From Publishers Weekly:
When he falls in love with another woman, wealthy Leonard Bradley, an industrialist in upstate New York, asks his wife Phyllis for a divorce. When Phyllis refuses, Leonard, contemplating a long, painful legal battle and a large settlement, grows resentful, and begins to fantasize her providential disappearance. In a bizarre twist, she does just that--vanishes--her body found in the woods several days later, raped, sodomized and shot. All the evidence (and Phyllis's $2 million life insurance policy) points to Leonard. In a desperate attempt to clear his name, he decides to tell the whole truth: to confess that in his heart he had wished Phyllis dead. His neglected and heretofore embittered children rally around him, while on the other side of town, a lurid melodrama involving a policeman, an abused wife and her truck-driver husband reveals to the reader the true circumstances of the murder. Though the plot is potentially suspenseful, Robinson's ( Home Again, Home Again ) clumsily constructed novel, with its stilted dialogue, dull characterizations and graceless prose, makes a bland and unappealing read.

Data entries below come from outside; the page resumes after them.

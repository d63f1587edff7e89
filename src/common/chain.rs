//! Hash bucket chains stored in an index arena.
//!
//! Every node lives in a slot of one `Vec` and links to the next node of its
//! bucket by index. Unlinking a node is an index rewrite on its predecessor,
//! and a freed slot is recycled through a free list.

pub(crate) type NodeIndex = u32;

enum Slot<T> {
    Occupied { item: T, next: Option<NodeIndex> },
    Vacant,
}

pub(crate) struct Chains<T> {
    buckets: Vec<Option<NodeIndex>>,
    slots: Vec<Slot<T>>,
    free: Vec<NodeIndex>,
    len: usize,
}

impl<T> Chains<T> {
    pub(crate) fn with_buckets(bucket_count: usize) -> Self {
        assert!(bucket_count > 0);
        Self {
            buckets: vec![None; bucket_count],
            slots: Vec::new(),
            free: Vec::new(),
            len: 0,
        }
    }

    /// Returns the number of linked nodes.
    #[inline]
    pub(crate) fn len(&self) -> usize {
        self.len
    }

    #[inline]
    pub(crate) fn bucket_count(&self) -> usize {
        self.buckets.len()
    }

    #[inline]
    pub(crate) fn bucket_index(&self, hash: u64) -> usize {
        (hash % self.buckets.len() as u64) as usize
    }

    /// Links `item` at the head of `bucket` and returns its index.
    pub(crate) fn push_front(&mut self, bucket: usize, item: T) -> NodeIndex {
        let next = self.buckets[bucket];
        let idx = match self.free.pop() {
            Some(idx) => {
                let slot = &mut self.slots[idx as usize];
                if matches!(slot, Slot::Occupied { .. }) {
                    panic!("Bug: free list handed out the live node {idx}");
                }
                *slot = Slot::Occupied { item, next };
                idx
            }
            None => {
                let idx = NodeIndex::try_from(self.slots.len())
                    .expect("Bug: chain arena exceeded u32::MAX nodes");
                self.slots.push(Slot::Occupied { item, next });
                idx
            }
        };
        self.buckets[bucket] = Some(idx);
        self.len += 1;
        idx
    }

    #[inline]
    pub(crate) fn get(&self, idx: NodeIndex) -> &T {
        match &self.slots[idx as usize] {
            Slot::Occupied { item, .. } => item,
            Slot::Vacant => panic!("Bug: node {idx} is not linked"),
        }
    }

    #[inline]
    pub(crate) fn get_mut(&mut self, idx: NodeIndex) -> &mut T {
        match &mut self.slots[idx as usize] {
            Slot::Occupied { item, .. } => item,
            Slot::Vacant => panic!("Bug: node {idx} is not linked"),
        }
    }

    #[inline]
    fn next_of(&self, idx: NodeIndex) -> Option<NodeIndex> {
        match &self.slots[idx as usize] {
            Slot::Occupied { next, .. } => *next,
            Slot::Vacant => panic!("Bug: node {idx} is not linked"),
        }
    }

    fn set_next(&mut self, idx: NodeIndex, new_next: Option<NodeIndex>) {
        match &mut self.slots[idx as usize] {
            Slot::Occupied { next, .. } => *next = new_next,
            Slot::Vacant => panic!("Bug: node {idx} is not linked"),
        }
    }

    /// Finds the first node of `bucket` matching `pred`. Returns its
    /// predecessor (if any) and its own index.
    pub(crate) fn find(
        &self,
        bucket: usize,
        mut pred: impl FnMut(&T) -> bool,
    ) -> Option<(Option<NodeIndex>, NodeIndex)> {
        let mut prev = None;
        let mut cursor = self.buckets[bucket];
        while let Some(idx) = cursor {
            if pred(self.get(idx)) {
                return Some((prev, idx));
            }
            prev = Some(idx);
            cursor = self.next_of(idx);
        }
        None
    }

    /// Unlinks the node `idx` whose predecessor in `bucket` is `prev`.
    pub(crate) fn unlink(&mut self, bucket: usize, prev: Option<NodeIndex>, idx: NodeIndex) -> T {
        let next = self.next_of(idx);
        match prev {
            Some(p) => {
                debug_assert_eq!(self.next_of(p), Some(idx));
                self.set_next(p, next);
            }
            None => {
                debug_assert_eq!(self.buckets[bucket], Some(idx));
                self.buckets[bucket] = next;
            }
        }
        self.len -= 1;
        self.free.push(idx);
        match std::mem::replace(&mut self.slots[idx as usize], Slot::Vacant) {
            Slot::Occupied { item, .. } => item,
            Slot::Vacant => unreachable!(),
        }
    }

    pub(crate) fn iter(&self) -> Iter<'_, T> {
        Iter {
            chains: self,
            bucket: 0,
            cursor: None,
        }
    }

    /// Walks every bucket in order and unlinks the nodes for which `keep`
    /// returns `false`. The unlinked items are handed to `removed`.
    pub(crate) fn retain(
        &mut self,
        mut keep: impl FnMut(&mut T) -> bool,
        mut removed: impl FnMut(T),
    ) {
        for bucket in 0..self.buckets.len() {
            let mut prev = None;
            let mut cursor = self.buckets[bucket];
            while let Some(idx) = cursor {
                let next = self.next_of(idx);
                if keep(self.get_mut(idx)) {
                    prev = Some(idx);
                } else {
                    removed(self.unlink(bucket, prev, idx));
                }
                cursor = next;
            }
        }
    }

    /// Re-chains every node into a fresh bucket array of `bucket_count` slots.
    /// Nodes for which `keep` returns `false` are unlinked and handed to
    /// `removed` instead.
    pub(crate) fn rebuild(
        &mut self,
        bucket_count: usize,
        hash_of: impl Fn(&T) -> u64,
        mut keep: impl FnMut(&T) -> bool,
        mut removed: impl FnMut(T),
    ) {
        assert!(bucket_count > 0);
        let old_buckets = std::mem::replace(&mut self.buckets, vec![None; bucket_count]);
        for head in old_buckets {
            let mut cursor = head;
            while let Some(idx) = cursor {
                cursor = self.next_of(idx);
                if keep(self.get(idx)) {
                    let bucket = self.bucket_index(hash_of(self.get(idx)));
                    let next = self.buckets[bucket];
                    self.set_next(idx, next);
                    self.buckets[bucket] = Some(idx);
                } else {
                    self.len -= 1;
                    self.free.push(idx);
                    if let Slot::Occupied { item, .. } =
                        std::mem::replace(&mut self.slots[idx as usize], Slot::Vacant)
                    {
                        removed(item);
                    }
                }
            }
        }
    }

    /// Consumes the arena, returning the linked items.
    pub(crate) fn into_items(self) -> Vec<T> {
        self.slots
            .into_iter()
            .filter_map(|slot| match slot {
                Slot::Occupied { item, .. } => Some(item),
                Slot::Vacant => None,
            })
            .collect()
    }

    /// Counts the nodes reachable from the bucket array.
    ///
    /// # Panics
    ///
    /// Panics if a bucket chain loops back on itself.
    #[cfg(any(test, debug_assertions))]
    pub(crate) fn count_reachable(&self) -> usize {
        let max_steps = self.slots.len();
        let mut total = 0;
        for head in &self.buckets {
            let mut steps = 0;
            let mut cursor = *head;
            while let Some(idx) = cursor {
                steps += 1;
                if steps > max_steps {
                    panic!("Bug: bucket chain loop detected at node {idx}");
                }
                cursor = self.next_of(idx);
            }
            total += steps;
        }
        total
    }
}

pub(crate) struct Iter<'a, T> {
    chains: &'a Chains<T>,
    bucket: usize,
    cursor: Option<NodeIndex>,
}

impl<'a, T> Iterator for Iter<'a, T> {
    type Item = &'a T;

    fn next(&mut self) -> Option<Self::Item> {
        loop {
            if let Some(idx) = self.cursor {
                self.cursor = self.chains.next_of(idx);
                return Some(self.chains.get(idx));
            }
            if self.bucket >= self.chains.buckets.len() {
                return None;
            }
            self.cursor = self.chains.buckets[self.bucket];
            self.bucket += 1;
        }
    }
}

#[cfg(test)]
mod tests {
    use super::Chains;

    fn insert(chains: &mut Chains<u64>, v: u64) {
        let bucket = chains.bucket_index(v);
        chains.push_front(bucket, v);
    }

    fn remove(chains: &mut Chains<u64>, v: u64) -> Option<u64> {
        let bucket = chains.bucket_index(v);
        chains
            .find(bucket, |x| *x == v)
            .map(|(prev, idx)| chains.unlink(bucket, prev, idx))
    }

    #[test]
    fn push_find_unlink() {
        let mut chains = Chains::with_buckets(3);
        for v in 0..10 {
            insert(&mut chains, v);
        }
        assert_eq!(chains.len(), 10);
        assert_eq!(chains.count_reachable(), 10);

        // 1, 4 and 7 share a bucket; remove the middle one.
        assert_eq!(remove(&mut chains, 4), Some(4));
        assert_eq!(remove(&mut chains, 4), None);
        assert_eq!(chains.len(), 9);
        assert_eq!(chains.count_reachable(), 9);
        assert!(chains.find(1, |x| *x == 1).is_some());
        assert!(chains.find(1, |x| *x == 7).is_some());

        // The freed slot is reused.
        insert(&mut chains, 40);
        assert_eq!(chains.len(), 10);
        let mut all = chains.iter().copied().collect::<Vec<_>>();
        all.sort_unstable();
        assert_eq!(all, vec![0, 1, 2, 3, 5, 6, 7, 8, 9, 40]);
    }

    #[test]
    fn retain_and_rebuild() {
        let mut chains = Chains::with_buckets(5);
        for v in 0..20 {
            insert(&mut chains, v);
        }

        let mut dropped = Vec::new();
        chains.retain(|v| *v % 2 == 0, |v| dropped.push(v));
        dropped.sort_unstable();
        assert_eq!(dropped, (0..20).filter(|v| v % 2 == 1).collect::<Vec<_>>());
        assert_eq!(chains.len(), 10);
        assert_eq!(chains.count_reachable(), 10);

        let mut dropped = Vec::new();
        chains.rebuild(11, |v| *v, |v| *v < 10, |v| dropped.push(v));
        dropped.sort_unstable();
        assert_eq!(dropped, vec![10, 12, 14, 16, 18]);
        assert_eq!(chains.bucket_count(), 11);
        assert_eq!(chains.len(), 5);
        assert_eq!(chains.count_reachable(), 5);
        for v in [0, 2, 4, 6, 8] {
            let bucket = chains.bucket_index(v);
            assert!(chains.find(bucket, |x| *x == v).is_some());
        }

        let items = chains.into_items();
        assert_eq!(items.len(), 5);
    }
}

Copyright 1990 Reed Business Information, Inc.
From Library Journal:
Overwhelming circumstantial evidence is likely to convict wealthy businessman Leonard Bradley in the murder/rape of his recently estranged wife unless his lawyer or son can locate a contrary clue. Beginning with courtroom pyrotechnics, the plot backtracks for explanations, complications, and diversions. While the reader knows from the onset that Bradley will walk, the author ( A Departure from the Rules ) refrains from letting the "unknown" culprit loose until jury deliberation. Sex, violence, troubled consciences, and a few touching moments supplement the picturesque (if a trifle overdone) courtroom scenes.